Exercise description
The records must be repeated exactly and in their entirety.

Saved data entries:

====

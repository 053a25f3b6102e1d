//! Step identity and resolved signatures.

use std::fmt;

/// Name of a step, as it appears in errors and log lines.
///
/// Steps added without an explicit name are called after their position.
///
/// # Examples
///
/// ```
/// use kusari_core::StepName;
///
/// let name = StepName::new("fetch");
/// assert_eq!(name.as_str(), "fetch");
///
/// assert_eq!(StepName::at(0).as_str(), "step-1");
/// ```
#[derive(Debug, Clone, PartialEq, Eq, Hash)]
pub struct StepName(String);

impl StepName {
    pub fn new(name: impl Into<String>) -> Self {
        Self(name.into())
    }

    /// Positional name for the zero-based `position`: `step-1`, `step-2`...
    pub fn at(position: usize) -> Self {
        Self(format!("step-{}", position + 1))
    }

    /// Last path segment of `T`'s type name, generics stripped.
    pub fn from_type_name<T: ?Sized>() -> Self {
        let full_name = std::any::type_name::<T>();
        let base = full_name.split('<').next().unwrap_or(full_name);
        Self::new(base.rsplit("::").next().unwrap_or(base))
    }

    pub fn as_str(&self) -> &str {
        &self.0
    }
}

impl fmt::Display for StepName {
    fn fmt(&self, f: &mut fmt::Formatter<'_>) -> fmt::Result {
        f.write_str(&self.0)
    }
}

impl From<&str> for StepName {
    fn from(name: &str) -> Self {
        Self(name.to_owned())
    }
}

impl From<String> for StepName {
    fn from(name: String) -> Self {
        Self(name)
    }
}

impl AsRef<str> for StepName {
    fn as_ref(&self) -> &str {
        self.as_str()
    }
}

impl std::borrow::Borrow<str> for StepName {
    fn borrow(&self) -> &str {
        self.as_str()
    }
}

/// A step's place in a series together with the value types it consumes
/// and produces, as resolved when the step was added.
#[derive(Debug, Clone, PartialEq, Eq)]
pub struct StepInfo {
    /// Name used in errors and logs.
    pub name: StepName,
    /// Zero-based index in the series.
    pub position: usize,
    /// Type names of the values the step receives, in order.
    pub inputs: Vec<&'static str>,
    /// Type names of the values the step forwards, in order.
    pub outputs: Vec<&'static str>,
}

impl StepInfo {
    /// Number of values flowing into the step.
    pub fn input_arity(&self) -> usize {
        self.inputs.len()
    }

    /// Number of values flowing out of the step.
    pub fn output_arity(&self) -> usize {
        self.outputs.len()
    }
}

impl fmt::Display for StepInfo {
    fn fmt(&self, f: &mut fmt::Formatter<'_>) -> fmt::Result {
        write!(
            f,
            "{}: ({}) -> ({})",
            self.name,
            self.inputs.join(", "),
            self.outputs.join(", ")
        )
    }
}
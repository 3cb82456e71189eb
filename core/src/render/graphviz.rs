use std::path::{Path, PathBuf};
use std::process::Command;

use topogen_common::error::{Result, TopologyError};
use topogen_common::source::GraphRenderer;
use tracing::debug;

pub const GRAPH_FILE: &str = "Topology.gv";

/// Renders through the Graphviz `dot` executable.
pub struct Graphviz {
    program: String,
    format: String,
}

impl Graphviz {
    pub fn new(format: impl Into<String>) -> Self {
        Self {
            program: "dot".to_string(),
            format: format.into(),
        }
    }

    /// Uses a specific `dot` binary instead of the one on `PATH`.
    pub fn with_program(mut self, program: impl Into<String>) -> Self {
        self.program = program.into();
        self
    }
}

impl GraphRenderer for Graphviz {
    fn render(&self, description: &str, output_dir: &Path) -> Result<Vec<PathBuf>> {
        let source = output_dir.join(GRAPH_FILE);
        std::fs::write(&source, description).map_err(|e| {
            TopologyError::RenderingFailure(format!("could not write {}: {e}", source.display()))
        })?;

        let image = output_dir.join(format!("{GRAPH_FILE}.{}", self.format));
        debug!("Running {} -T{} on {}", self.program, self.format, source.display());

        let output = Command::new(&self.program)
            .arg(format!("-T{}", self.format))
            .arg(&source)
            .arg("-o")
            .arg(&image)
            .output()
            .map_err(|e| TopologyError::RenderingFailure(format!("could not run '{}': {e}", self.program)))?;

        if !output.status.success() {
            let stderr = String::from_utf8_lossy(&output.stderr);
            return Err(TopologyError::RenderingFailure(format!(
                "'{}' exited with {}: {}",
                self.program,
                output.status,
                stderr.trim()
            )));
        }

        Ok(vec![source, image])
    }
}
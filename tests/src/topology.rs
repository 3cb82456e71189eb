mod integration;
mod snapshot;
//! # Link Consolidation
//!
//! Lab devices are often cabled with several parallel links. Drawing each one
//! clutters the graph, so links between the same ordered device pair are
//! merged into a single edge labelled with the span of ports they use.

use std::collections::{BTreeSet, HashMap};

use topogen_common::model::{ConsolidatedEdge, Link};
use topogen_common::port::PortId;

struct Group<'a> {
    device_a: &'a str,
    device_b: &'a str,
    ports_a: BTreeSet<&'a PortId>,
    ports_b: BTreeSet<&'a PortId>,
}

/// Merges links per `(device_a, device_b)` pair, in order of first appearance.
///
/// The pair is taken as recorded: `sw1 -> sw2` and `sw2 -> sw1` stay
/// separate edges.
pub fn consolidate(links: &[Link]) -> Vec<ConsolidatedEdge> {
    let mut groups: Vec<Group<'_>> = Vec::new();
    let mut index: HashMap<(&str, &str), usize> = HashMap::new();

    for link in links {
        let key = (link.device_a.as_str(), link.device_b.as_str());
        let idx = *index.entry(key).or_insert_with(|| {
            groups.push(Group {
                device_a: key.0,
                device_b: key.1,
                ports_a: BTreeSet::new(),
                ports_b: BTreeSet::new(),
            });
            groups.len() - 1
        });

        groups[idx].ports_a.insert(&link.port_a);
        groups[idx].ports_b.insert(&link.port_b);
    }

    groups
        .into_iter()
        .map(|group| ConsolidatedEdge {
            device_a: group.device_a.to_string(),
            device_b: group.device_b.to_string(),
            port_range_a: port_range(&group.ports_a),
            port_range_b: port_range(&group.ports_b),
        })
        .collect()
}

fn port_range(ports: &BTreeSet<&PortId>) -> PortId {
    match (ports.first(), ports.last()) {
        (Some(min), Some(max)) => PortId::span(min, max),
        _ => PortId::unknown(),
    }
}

====

Response box
repository 053a25f3b6102e1d
//! Step identity and resolved signatures.

use std::fmt;

/// Name of a step, as it appears in errors and log lines.
///
/// Steps added without an explicit name are called after their position.
///
/// # Examples
///
/// ```
/// use kusari_core::StepName;
///
/// let name = StepName::new("fetch");
/// assert_eq!(name.as_str(), "fetch");
///
/// assert_eq!(StepName::at(0).as_str(), "step-1");
/// ```
#[derive(Debug, Clone, PartialEq, Eq, Hash)]
pub struct StepName(String);

impl StepName {
    pub fn new(name: impl Into<String>) -> Self {
        Self(name.into())
    }

    /// Positional name for the zero-based `position`: `step-1`, `step-2`...
    pub fn at(position: usize) -> Self {
        Self(format!("step-{}", position + 1))
    }

    /// Last path segment of `T`'s type name, generics stripped.
    pub fn from_type_name<T: ?Sized>() -> Self {
        let full_name = std::any::type_name::<T>();
        let base = full_name.split('<').next().unwrap_or(full_name);
        Self::new(base.rsplit("::").next().unwrap_or(base))
    }

    pub fn as_str(&self) -> &str {
        &self.0
    }
}

impl fmt::Display for StepName {
    fn fmt(&self, f: &mut fmt::Formatter<'_>) -> fmt::Result {
        f.write_str(&self.0)
    }
}

impl From<&str> for StepName {
    fn from(name: &str) -> Self {
        Self(name.to_owned())
    }
}

impl From<String> for StepName {
    fn from(name: String) -> Self {
        Self(name)
    }
}

impl AsRef<str> for StepName {
    fn as_ref(&self) -> &str {
        self.as_str()
    }
}

impl std::borrow::Borrow<str> for StepName {
    fn borrow(&self) -> &str {
        self.as_str()
    }
}

/// A step's place in a series together with the value types it consumes
/// and produces, as resolved when the step was added.
#[derive(Debug, Clone, PartialEq, Eq)]
pub struct StepInfo {
    /// Name used in errors and logs.
    pub name: StepName,
    /// Zero-based index in the series.
    pub position: usize,
    /// Type names of the values the step receives, in order.
    pub inputs: Vec<&'static str>,
    /// Type names of the values the step forwards, in order.
    pub outputs: Vec<&'static str>,
}

impl StepInfo {
    /// Number of values flowing into the step.
    pub fn input_arity(&self) -> usize {
        self.inputs.len()
    }

    /// Number of values flowing out of the step.
    pub fn output_arity(&self) -> usize {
        self.outputs.len()
    }
}

impl fmt::Display for StepInfo {
    fn fmt(&self, f: &mut fmt::Formatter<'_>) -> fmt::Result {
        write!(
            f,
            "{}: ({}) -> ({})",
            self.name,
            self.inputs.join(", "),
            self.outputs.join(", ")
        )
    }
}
repository 3cb82456e71189eb
filename core/src/render/graphviz.rs
use std::path::{Path, PathBuf};
use std::process::Command;

use topogen_common::error::{Result, TopologyError};
use topogen_common::source::GraphRenderer;
use tracing::debug;

pub const GRAPH_FILE: &str = "Topology.gv";

/// Renders through the Graphviz `dot` executable.
pub struct Graphviz {
    program: String,
    format: String,
}

impl Graphviz {
    pub fn new(format: impl Into<String>) -> Self {
        Self {
            program: "dot".to_string(),
            format: format.into(),
        }
    }

    /// Uses a specific `dot` binary instead of the one on `PATH`.
    pub fn with_program(mut self, program: impl Into<String>) -> Self {
        self.program = program.into();
        self
    }
}

impl GraphRenderer for Graphviz {
    fn render(&self, description: &str, output_dir: &Path) -> Result<Vec<PathBuf>> {
        let source = output_dir.join(GRAPH_FILE);
        std::fs::write(&source, description).map_err(|e| {
            TopologyError::RenderingFailure(format!("could not write {}: {e}", source.display()))
        })?;

        let image = output_dir.join(format!("{GRAPH_FILE}.{}", self.format));
        debug!("Running {} -T{} on {}", self.program, self.format, source.display());

        let output = Command::new(&self.program)
            .arg(format!("-T{}", self.format))
            .arg(&source)
            .arg("-o")
            .arg(&image)
            .output()
            .map_err(|e| TopologyError::RenderingFailure(format!("could not run '{}': {e}", self.program)))?;

        if !output.status.success() {
            let stderr = String::from_utf8_lossy(&output.stderr);
            return Err(TopologyError::RenderingFailure(format!(
                "'{}' exited with {}: {}",
                self.program,
                output.status,
                stderr.trim()
            )));
        }

        Ok(vec![source, image])
    }
}
filename tests/src/topology.rs
repository 3cb82456e71189eb
mod integration;
mod snapshot;
//! # Link Consolidation
//!
//! Lab devices are often cabled with several parallel links. Drawing each one
//! clutters the graph, so links between the same ordered device pair are
//! merged into a single edge labelled with the span of ports they use.

use std::collections::{BTreeSet, HashMap};

use topogen_common::model::{ConsolidatedEdge, Link};
use topogen_common::port::PortId;

struct Group<'a> {
    device_a: &'a str,
    device_b: &'a str,
    ports_a: BTreeSet<&'a PortId>,
    ports_b: BTreeSet<&'a PortId>,
}

/// Merges links per `(device_a, device_b)` pair, in order of first appearance.
///
/// The pair is taken as recorded: `sw1 -> sw2` and `sw2 -> sw1` stay
/// separate edges.
pub fn consolidate(links: &[Link]) -> Vec<ConsolidatedEdge> {
    let mut groups: Vec<Group<'_>> = Vec::new();
    let mut index: HashMap<(&str, &str), usize> = HashMap::new();

    for link in links {
        let key = (link.device_a.as_str(), link.device_b.as_str());
        let idx = *index.entry(key).or_insert_with(|| {
            groups.push(Group {
                device_a: key.0,
                device_b: key.1,
                ports_a: BTreeSet::new(),
                ports_b: BTreeSet::new(),
            });
            groups.len() - 1
        });

        groups[idx].ports_a.insert(&link.port_a);
        groups[idx].ports_b.insert(&link.port_b);
    }

    groups
        .into_iter()
        .map(|group| ConsolidatedEdge {
            device_a: group.device_a.to_string(),
            device_b: group.device_b.to_string(),
            port_range_a: port_range(&group.ports_a),
            port_range_b: port_range(&group.ports_b),
        })
        .collect()
}

fn port_range(ports: &BTreeSet<&PortId>) -> PortId {
    match (ports.first(), ports.last()) {
        (Some(min), Some(max)) => PortId::span(min, max),
        _ => PortId::unknown(),
    }
}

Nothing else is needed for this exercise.